I noticed there is a filtering related command here to filter both features and sequence. but " --p-include p__" will retain all taxa with phylum information, what I want is only the phylum, not the sub-taxa below the phylum. Is there any tools to achieve the goal?
qiime taxa filter-table
--i-table grouped-table.qza
--i-taxonomy taxonomy.qza
--p-include p__
--o-filtered-table filtered-table.qza
I checked qiime taxa collapse, I notice that it only output a collapsed feature table, is there a way to get collapsed sequence in phylum level, or get the collapsed phylogenetic relationship in phylum level? so that I can plot a tree with the phylums.
Hi Colin! I am working on a similar problem and I think the second point you mentioned is the closest for me.
I am trying to generate a circular phylogenetic tree through iTOL but it is getting too big/complicated. It is not possible to auto collapse/choose to display data up to a certain taxonomic level in iTOL as easily as the taxa bar plot qzv generated through QIIME2. Therefore, retaining information upto a phylum level to plug into iTOL would be very helpful.

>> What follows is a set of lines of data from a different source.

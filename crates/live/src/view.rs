//! Live attendance view actor.
//!
//! A [`LiveView`] owns a [`Reconciler`] and drives it from two inputs:
//! [`StreamEvent`]s from the event stream and completions of the fetches
//! it spawned. Both are handled in arrival order inside one
//! `tokio::select!` loop, so the snapshot is only ever mutated by the
//! task running [`LiveView::run`]. Readers observe a [`LiveState`]
//! through the `watch` channel returned by [`LiveView::subscribe`].

use std::str::FromStr;
use std::sync::Arc;
use std::time::Duration;

use rollcall_client::events::StreamEvent;
use rollcall_core::attendance::ShiftSnapshot;
use rollcall_core::event::{AttendanceEvent, CheckinPayload};
use rollcall_core::link::{LinkSignal, LinkState};
use rollcall_core::types::ShiftId;
use tokio::sync::{mpsc, watch};
use tokio::time::{Interval, MissedTickBehavior};
use tokio_util::sync::CancellationToken;

use crate::reconciler::{EventDisposition, FetchResolution, FetchTicket, Reconciler};
use crate::source::{ChannelMembership, FetchError, SnapshotSource};

/// Which shift a view follows.
#[derive(Debug, Clone, Copy, Default, PartialEq, Eq)]
pub enum ViewMode {
    /// The shift whose round is running now.
    #[default]
    Latest,
    /// The shift of the most recently completed round.
    Previous,
}

impl ViewMode {
    /// Lowercase name, as accepted by `VIEW_MODE`.
    pub fn as_str(self) -> &'static str {
        match self {
            ViewMode::Latest => "latest",
            ViewMode::Previous => "previous",
        }
    }
}

impl FromStr for ViewMode {
    type Err = String;

    fn from_str(s: &str) -> Result<Self, Self::Err> {
        match s.trim().to_ascii_lowercase().as_str() {
            "latest" => Ok(ViewMode::Latest),
            "previous" => Ok(ViewMode::Previous),
            other => Err(format!("unknown view mode '{other}'")),
        }
    }
}

/// Everything a reader of a live view may observe.
#[derive(Debug, Clone, Default, PartialEq)]
pub struct LiveState {
    pub active_shift: Option<ShiftId>,
    pub snapshot: Option<ShiftSnapshot>,
    /// User-visible message from the last failed read.
    pub error: Option<String>,
    pub loading: bool,
    pub link: LinkState,
}

enum Completion {
    Snapshot {
        ticket: FetchTicket,
        result: Result<ShiftSnapshot, FetchError>,
    },
    Discovered {
        generation: u64,
        force: bool,
        result: Result<Option<ShiftId>, FetchError>,
    },
}

pub struct LiveView<S: SnapshotSource, M: ChannelMembership> {
    mode: ViewMode,
    source: Arc<S>,
    membership: M,
    reconciler: Reconciler,
    link: LinkState,
    /// Bumped on every discovery and explicit activation; only the
    /// latest discovery may act on its result.
    discovery: u64,
    discovering: bool,
    outstanding: usize,
    completion_tx: mpsc::UnboundedSender<Completion>,
    completion_rx: mpsc::UnboundedReceiver<Completion>,
    state_tx: watch::Sender<LiveState>,
}

impl<S: SnapshotSource, M: ChannelMembership> LiveView<S, M> {
    pub fn new(mode: ViewMode, source: Arc<S>, membership: M) -> Self {
        let (completion_tx, completion_rx) = mpsc::unbounded_channel();
        let (state_tx, _) = watch::channel(LiveState::default());
        Self {
            mode,
            source,
            membership,
            reconciler: Reconciler::new(),
            link: LinkState::Disconnected,
            discovery: 0,
            discovering: false,
            outstanding: 0,
            completion_tx,
            completion_rx,
            state_tx,
        }
    }

    pub fn subscribe(&self) -> watch::Receiver<LiveState> {
        self.state_tx.subscribe()
    }

    /// The state most recently published to subscribers.
    pub fn state(&self) -> LiveState {
        self.state_tx.borrow().clone()
    }

    /// Follow `shift_id`, fetching its snapshot unless it is already held.
    pub fn activate(&mut self, shift_id: &str) {
        self.discovery += 1;
        self.discovering = false;
        self.start_activation(shift_id, false);
    }

    /// Ask the source which shift this view should follow.
    pub fn discover(&mut self) {
        self.spawn_discovery(false);
    }

    pub fn on_round_started(&mut self, shift_id: &str) {
        match self.mode {
            ViewMode::Latest => {
                if self.reconciler.active_shift() == Some(shift_id) {
                    // A new round of the held shift changes the counted round.
                    self.start_activation(shift_id, true);
                } else {
                    self.activate(shift_id);
                }
            }
            ViewMode::Previous => self.spawn_discovery(true),
        }
    }

    /// The stream is open again: re-declare channels and resync.
    pub fn on_connection_opened(&mut self) {
        self.link = self.link.on(LinkSignal::Dial).on(LinkSignal::Opened);
        self.membership.join_dashboards();

        let active = self.reconciler.active_shift().map(str::to_string);
        match (self.mode, active) {
            (ViewMode::Latest, Some(shift_id)) => self.start_activation(&shift_id, true),
            _ => self.spawn_discovery(true),
        }
        self.publish();
    }

    pub fn on_connection_lost(&mut self) {
        self.link = self.link.on(LinkSignal::Lost).on(LinkSignal::Dial);
        tracing::info!(
            shift_id = self.reconciler.active_shift().unwrap_or("-"),
            "Event stream lost, snapshot may be stale until resync",
        );
        self.publish();
    }

    /// Validate a raw check-in payload and apply it.
    pub fn apply_payload(&mut self, payload: CheckinPayload) {
        match AttendanceEvent::try_from(payload) {
            Ok(event) => {
                self.apply_event(&event);
            }
            Err(e) => {
                tracing::debug!(error = %e, "Discarding malformed check-in event");
            }
        }
    }

    pub fn apply_event(&mut self, event: &AttendanceEvent) -> EventDisposition {
        let disposition = self.reconciler.apply_event(event);
        match disposition {
            EventDisposition::Applied { counts_changed } => {
                tracing::debug!(
                    shift_id = %event.shift_id,
                    user_id = %event.user_id,
                    round = event.round.number(),
                    status = %event.status,
                    counts_changed,
                    "Applied check-in event",
                );
                self.publish();
            }
            other => {
                tracing::debug!(
                    shift_id = %event.shift_id,
                    user_id = %event.user_id,
                    round = event.round.number(),
                    reason = ?other,
                    "Discarding check-in event",
                );
            }
        }
        disposition
    }

    pub fn deactivate(&mut self) {
        self.discovery += 1;
        self.discovering = false;
        self.reconciler.deactivate();
        self.publish();
    }

    /// Forced resync of the active shift, or discovery when none is held.
    pub fn refresh(&mut self) {
        match self.reconciler.active_shift().map(str::to_string) {
            Some(shift_id) if self.mode == ViewMode::Latest => {
                self.start_activation(&shift_id, true);
            }
            _ => self.spawn_discovery(true),
        }
    }

    pub fn handle_stream_event(&mut self, event: StreamEvent) {
        match event {
            StreamEvent::Connected => self.on_connection_opened(),
            StreamEvent::Disconnected => self.on_connection_lost(),
            StreamEvent::RoundStarted { shift_id } => self.on_round_started(&shift_id),
            StreamEvent::CheckinUpdated(payload) => self.apply_payload(payload),
        }
    }

    /// Process events and fetch completions until `cancel` fires or the
    /// event stream ends.
    pub async fn run(
        mut self,
        mut events: mpsc::Receiver<StreamEvent>,
        refresh_interval: Option<Duration>,
        cancel: CancellationToken,
    ) {
        let mut refresh_timer = refresh_interval.map(|period| {
            let mut timer = tokio::time::interval_at(tokio::time::Instant::now() + period, period);
            timer.set_missed_tick_behavior(MissedTickBehavior::Delay);
            timer
        });

        tracing::info!(mode = self.mode.as_str(), "Live view started");

        loop {
            tokio::select! {
                _ = cancel.cancelled() => {
                    tracing::info!("Live view shutting down");
                    break;
                }
                event = events.recv() => match event {
                    Some(event) => self.handle_stream_event(event),
                    None => {
                        tracing::info!("Event stream closed, stopping live view");
                        break;
                    }
                },
                Some(completion) = self.completion_rx.recv() => {
                    self.outstanding = self.outstanding.saturating_sub(1);
                    self.handle_completion(completion);
                }
                _ = tick(&mut refresh_timer) => {
                    tracing::debug!("Periodic refresh");
                    self.refresh();
                }
            }
        }
    }

    /// Wait until every spawned fetch has reported back and been applied.
    ///
    /// For driving a view without [`LiveView::run`].
    pub async fn settle(&mut self) {
        while self.outstanding > 0 {
            let Some(completion) = self.completion_rx.recv().await else {
                break;
            };
            self.outstanding -= 1;
            self.handle_completion(completion);
        }
    }

    fn handle_completion(&mut self, completion: Completion) {
        match completion {
            Completion::Snapshot { ticket, result } => self.handle_snapshot(ticket, result),
            Completion::Discovered {
                generation,
                force,
                result,
            } => self.handle_discovery(generation, force, result),
        }
    }

    fn handle_snapshot(&mut self, ticket: FetchTicket, result: Result<ShiftSnapshot, FetchError>) {
        match self.reconciler.complete_fetch(&ticket, result) {
            FetchResolution::Replaced { deduped, drift } => {
                if deduped > 0 {
                    tracing::warn!(shift_id = %ticket.shift_id, deduped, "Dropped duplicate rows from snapshot");
                }
                if let Some(tally) = drift {
                    tracing::warn!(
                        shift_id = %ticket.shift_id,
                        tally = ?tally,
                        "Snapshot counts disagree with its rows",
                    );
                }
                tracing::info!(shift_id = %ticket.shift_id, "Snapshot loaded");
                self.link = self.link.on(LinkSignal::Resynced);
            }
            FetchResolution::Failed(message) => {
                tracing::warn!(shift_id = %ticket.shift_id, error = %message, "Snapshot fetch failed");
            }
            FetchResolution::Stale => {
                tracing::debug!(shift_id = %ticket.shift_id, ticket = ticket.id, "Discarding stale snapshot");
                return;
            }
        }
        self.publish();
    }

    fn handle_discovery(
        &mut self,
        generation: u64,
        force: bool,
        result: Result<Option<ShiftId>, FetchError>,
    ) {
        if generation != self.discovery {
            tracing::debug!(generation, "Discarding stale discovery result");
            return;
        }
        self.discovering = false;

        match result {
            Ok(Some(shift_id)) => {
                tracing::info!(shift_id = %shift_id, mode = self.mode.as_str(), "Discovered active shift");
                self.start_activation(&shift_id, force);
            }
            Ok(None) => {
                tracing::info!(mode = self.mode.as_str(), "No active shift");
                self.reconciler.deactivate();
                self.link = self.link.on(LinkSignal::Resynced);
            }
            Err(e) => {
                tracing::warn!(error = %e, mode = self.mode.as_str(), "Shift discovery failed");
                self.reconciler.set_error(e.to_string());
            }
        }
        self.publish();
    }

    /// Declare the shift channel and start a fetch when one is due.
    fn start_activation(&mut self, shift_id: &str, force: bool) {
        self.membership.join_shift(shift_id);
        let Some(ticket) = self.reconciler.begin_activate(shift_id, force) else {
            tracing::debug!(shift_id, force, "Activation already satisfied");
            return;
        };
        tracing::debug!(shift_id, ticket = ticket.id, force, "Fetching snapshot");

        let source = Arc::clone(&self.source);
        let tx = self.completion_tx.clone();
        self.outstanding += 1;
        tokio::spawn(async move {
            let result = source.fetch_snapshot(&ticket.shift_id).await;
            let _ = tx.send(Completion::Snapshot { ticket, result });
        });
        self.publish();
    }

    fn spawn_discovery(&mut self, force: bool) {
        self.discovery += 1;
        self.discovering = true;
        let generation = self.discovery;
        let mode = self.mode;
        let source = Arc::clone(&self.source);
        let tx = self.completion_tx.clone();
        self.outstanding += 1;
        tokio::spawn(async move {
            let result = match mode {
                ViewMode::Latest => source.fetch_current_round().await,
                ViewMode::Previous => source.fetch_previous_round().await,
            };
            let _ = tx.send(Completion::Discovered {
                generation,
                force,
                result,
            });
        });
        self.publish();
    }

    fn publish(&self) {
        self.state_tx.send_replace(LiveState {
            active_shift: self.reconciler.active_shift().map(str::to_string),
            snapshot: self.reconciler.snapshot().cloned(),
            error: self.reconciler.error().map(str::to_string),
            loading: self.reconciler.is_loading() || self.discovering,
            link: self.link,
        });
    }
}

async fn tick(timer: &mut Option<Interval>) {
    match timer {
        Some(timer) => {
            timer.tick().await;
        }
        None => std::future::pending().await,
    }
}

If needed, you can always use the edit-taxonomy action of q2-rescript to truncate the taxonomy strings in the taxonomy file, down to phylum, and use that.
EDIT: Keep in mind, that taxonomy does not always map well to phylogeny.
Hi, I am running QIIME2-2023.2 in a conda environment.
I was wondering if it is possible to generate rooted-tree or taxonomy files that only contain data upto, let's say, the family level. I am trying to generate phylogenetic trees (using iTOL) that are getting very complicated and I am unable to collapse specific classes within iTOL.
I was wondering if there is a way to do something like this through QIIME2 where the generated rooted-tree through beta diversity or taxonomic analyses can be limited to a particular class level.
What are you referring to? Please provide a reference.
As we sequence more genomes of microbes and other organisms, we sometimes find that their proposed relationships are not what we thought. This additional sequence information provides better resolution on the phylogenetic relatedness of these organisms. This has resulted in many taxonomic inconsistencies with respect to phylogeny. For example, Firmicutes is not a monophyletic group.
There are efforts by many groups to resolve this. For example, the Genome Taxonomy Database (GTDB) strives to make a phylogenetically consistent taxonomy.